_Extracted data_:
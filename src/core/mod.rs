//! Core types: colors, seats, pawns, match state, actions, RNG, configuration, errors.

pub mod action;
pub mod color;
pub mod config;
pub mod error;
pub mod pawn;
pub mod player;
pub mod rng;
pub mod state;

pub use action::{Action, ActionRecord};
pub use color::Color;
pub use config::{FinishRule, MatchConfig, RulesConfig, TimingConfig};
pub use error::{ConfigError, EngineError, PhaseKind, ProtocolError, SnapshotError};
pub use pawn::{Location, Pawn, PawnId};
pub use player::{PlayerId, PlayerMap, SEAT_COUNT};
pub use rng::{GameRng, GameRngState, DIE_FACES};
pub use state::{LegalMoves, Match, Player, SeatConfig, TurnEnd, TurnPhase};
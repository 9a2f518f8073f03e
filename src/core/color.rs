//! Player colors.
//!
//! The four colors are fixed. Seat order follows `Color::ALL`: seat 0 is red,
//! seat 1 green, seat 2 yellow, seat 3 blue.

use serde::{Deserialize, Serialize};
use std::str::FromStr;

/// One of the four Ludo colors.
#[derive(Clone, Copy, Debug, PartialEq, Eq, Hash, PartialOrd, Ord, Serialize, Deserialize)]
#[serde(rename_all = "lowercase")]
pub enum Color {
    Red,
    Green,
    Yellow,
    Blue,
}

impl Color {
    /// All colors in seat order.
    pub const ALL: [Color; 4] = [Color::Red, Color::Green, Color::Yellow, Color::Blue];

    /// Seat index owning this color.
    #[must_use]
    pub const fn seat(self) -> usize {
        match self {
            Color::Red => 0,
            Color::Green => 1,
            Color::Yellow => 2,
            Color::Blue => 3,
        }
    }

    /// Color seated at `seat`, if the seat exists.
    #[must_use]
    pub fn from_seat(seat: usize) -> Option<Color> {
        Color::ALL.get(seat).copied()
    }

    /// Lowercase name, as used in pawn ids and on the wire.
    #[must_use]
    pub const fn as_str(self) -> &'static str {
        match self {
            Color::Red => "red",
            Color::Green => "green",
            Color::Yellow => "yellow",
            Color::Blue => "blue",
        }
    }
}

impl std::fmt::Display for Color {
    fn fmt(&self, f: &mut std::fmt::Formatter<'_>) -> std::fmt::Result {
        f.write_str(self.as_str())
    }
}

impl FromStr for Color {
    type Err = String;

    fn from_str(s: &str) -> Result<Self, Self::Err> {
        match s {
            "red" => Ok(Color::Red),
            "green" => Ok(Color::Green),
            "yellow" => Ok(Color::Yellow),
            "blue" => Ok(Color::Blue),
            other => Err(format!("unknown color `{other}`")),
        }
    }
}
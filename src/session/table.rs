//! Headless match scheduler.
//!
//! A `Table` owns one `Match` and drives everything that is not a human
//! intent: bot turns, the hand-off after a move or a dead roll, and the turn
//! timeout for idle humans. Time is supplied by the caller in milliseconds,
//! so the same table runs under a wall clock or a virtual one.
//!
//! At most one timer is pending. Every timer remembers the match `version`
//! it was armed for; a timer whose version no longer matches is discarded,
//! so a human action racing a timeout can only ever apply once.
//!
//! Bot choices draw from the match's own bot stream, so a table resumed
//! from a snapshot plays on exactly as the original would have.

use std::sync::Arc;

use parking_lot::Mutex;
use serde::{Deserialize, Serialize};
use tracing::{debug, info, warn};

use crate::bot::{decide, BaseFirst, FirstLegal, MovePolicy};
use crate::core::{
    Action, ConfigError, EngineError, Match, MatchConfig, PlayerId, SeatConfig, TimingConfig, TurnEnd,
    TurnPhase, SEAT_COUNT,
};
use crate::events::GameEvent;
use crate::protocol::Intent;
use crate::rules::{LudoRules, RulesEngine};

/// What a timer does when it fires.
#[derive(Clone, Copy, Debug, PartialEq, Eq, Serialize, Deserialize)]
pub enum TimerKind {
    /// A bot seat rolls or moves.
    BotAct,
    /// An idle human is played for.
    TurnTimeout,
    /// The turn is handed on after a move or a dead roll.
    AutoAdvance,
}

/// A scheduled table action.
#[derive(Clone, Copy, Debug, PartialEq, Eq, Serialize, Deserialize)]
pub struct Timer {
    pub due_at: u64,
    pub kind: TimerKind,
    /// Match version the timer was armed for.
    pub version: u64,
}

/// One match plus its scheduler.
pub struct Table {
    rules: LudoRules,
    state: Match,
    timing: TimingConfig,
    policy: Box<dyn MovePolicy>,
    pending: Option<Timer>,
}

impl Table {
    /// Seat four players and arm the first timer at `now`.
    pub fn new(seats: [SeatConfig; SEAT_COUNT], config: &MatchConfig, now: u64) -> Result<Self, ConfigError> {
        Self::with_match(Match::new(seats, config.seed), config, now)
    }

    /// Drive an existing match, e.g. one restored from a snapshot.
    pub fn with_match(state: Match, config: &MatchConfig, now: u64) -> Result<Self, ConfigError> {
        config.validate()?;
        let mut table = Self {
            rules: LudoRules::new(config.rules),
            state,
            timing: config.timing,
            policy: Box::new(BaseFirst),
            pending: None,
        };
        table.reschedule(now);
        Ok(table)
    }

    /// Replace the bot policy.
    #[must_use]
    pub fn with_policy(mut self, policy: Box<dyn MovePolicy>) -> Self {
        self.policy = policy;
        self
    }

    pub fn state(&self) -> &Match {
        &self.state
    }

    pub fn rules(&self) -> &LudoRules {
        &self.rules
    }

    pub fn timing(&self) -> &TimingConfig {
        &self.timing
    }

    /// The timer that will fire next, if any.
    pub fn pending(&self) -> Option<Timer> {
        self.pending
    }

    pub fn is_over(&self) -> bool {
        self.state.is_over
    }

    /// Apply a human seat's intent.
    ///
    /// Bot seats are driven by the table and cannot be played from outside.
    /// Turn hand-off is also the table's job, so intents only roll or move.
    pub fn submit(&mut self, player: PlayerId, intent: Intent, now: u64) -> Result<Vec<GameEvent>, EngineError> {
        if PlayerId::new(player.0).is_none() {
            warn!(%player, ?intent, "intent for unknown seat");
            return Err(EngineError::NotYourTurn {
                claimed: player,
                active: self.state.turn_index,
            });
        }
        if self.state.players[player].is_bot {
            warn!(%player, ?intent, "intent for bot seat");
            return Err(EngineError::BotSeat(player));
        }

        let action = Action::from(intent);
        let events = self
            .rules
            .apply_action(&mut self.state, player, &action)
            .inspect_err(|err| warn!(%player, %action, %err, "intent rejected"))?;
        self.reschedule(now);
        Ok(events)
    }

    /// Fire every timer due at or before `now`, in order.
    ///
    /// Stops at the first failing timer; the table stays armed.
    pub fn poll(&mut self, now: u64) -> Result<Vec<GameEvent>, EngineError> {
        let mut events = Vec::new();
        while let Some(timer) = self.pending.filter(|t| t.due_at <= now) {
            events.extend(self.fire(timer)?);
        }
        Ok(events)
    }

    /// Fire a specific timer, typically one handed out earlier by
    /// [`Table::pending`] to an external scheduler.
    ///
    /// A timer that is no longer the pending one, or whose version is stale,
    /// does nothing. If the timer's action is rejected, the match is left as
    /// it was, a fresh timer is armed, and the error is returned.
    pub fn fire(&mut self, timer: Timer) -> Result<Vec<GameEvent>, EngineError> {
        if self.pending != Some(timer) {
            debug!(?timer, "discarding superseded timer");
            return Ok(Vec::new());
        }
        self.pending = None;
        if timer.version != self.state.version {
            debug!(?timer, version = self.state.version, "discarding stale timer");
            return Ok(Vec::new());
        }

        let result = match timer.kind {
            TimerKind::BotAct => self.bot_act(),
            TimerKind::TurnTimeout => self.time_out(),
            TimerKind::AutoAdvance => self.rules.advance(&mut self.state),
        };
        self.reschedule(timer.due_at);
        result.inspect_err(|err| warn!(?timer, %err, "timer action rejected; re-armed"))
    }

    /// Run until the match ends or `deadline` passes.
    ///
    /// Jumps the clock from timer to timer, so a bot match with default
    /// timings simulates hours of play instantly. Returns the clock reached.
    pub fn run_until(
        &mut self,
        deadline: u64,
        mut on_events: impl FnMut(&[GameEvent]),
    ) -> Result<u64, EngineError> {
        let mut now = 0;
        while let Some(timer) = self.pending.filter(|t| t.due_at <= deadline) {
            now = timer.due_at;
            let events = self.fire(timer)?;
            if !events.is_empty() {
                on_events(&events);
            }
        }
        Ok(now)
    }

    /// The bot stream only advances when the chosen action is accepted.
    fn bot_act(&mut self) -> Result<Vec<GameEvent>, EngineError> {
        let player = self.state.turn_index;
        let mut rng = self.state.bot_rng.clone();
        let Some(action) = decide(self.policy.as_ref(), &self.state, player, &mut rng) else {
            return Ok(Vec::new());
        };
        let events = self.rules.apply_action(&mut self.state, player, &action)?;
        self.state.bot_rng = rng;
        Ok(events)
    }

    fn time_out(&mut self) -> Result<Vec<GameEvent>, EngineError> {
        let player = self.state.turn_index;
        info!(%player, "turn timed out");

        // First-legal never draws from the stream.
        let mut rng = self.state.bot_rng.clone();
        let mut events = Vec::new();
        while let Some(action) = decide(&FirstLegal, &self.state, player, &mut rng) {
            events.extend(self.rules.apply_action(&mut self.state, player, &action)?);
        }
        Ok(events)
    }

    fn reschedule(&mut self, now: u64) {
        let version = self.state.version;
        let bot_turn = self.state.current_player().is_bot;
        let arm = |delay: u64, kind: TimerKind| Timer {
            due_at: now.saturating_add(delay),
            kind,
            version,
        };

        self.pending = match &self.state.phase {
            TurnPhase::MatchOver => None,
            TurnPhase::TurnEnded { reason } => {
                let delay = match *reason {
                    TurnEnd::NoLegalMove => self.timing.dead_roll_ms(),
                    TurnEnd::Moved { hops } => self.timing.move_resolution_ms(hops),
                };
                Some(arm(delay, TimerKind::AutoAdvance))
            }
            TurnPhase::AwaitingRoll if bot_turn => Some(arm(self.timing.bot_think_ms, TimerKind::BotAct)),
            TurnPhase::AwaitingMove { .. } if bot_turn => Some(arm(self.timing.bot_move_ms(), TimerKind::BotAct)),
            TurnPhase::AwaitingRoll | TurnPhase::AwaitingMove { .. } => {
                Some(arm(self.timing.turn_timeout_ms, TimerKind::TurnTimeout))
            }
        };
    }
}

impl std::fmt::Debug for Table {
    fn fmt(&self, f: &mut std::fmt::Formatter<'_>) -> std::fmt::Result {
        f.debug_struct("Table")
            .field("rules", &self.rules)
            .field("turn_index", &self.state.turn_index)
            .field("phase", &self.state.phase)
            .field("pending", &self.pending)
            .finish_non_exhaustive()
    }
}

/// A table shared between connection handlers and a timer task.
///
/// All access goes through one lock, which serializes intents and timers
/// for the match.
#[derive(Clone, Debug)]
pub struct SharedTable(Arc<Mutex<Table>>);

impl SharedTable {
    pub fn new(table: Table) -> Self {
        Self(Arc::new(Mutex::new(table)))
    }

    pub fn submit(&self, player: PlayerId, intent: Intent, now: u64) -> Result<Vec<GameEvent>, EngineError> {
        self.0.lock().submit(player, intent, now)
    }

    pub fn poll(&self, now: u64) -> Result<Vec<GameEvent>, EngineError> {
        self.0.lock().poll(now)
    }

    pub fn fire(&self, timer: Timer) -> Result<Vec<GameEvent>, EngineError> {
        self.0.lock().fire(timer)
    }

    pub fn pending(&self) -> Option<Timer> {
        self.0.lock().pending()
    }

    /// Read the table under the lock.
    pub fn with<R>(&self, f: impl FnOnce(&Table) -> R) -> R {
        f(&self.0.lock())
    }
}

_Assigned task_:
Within the entries above, find every line where the string "Option" occurs, and copy it.

_Solution_:
    pub fn from_seat(seat: usize) -> Option<Color> {
    pending: Option<Timer>,
    pub fn pending(&self) -> Option<Timer> {
    pub fn pending(&self) -> Option<Timer> {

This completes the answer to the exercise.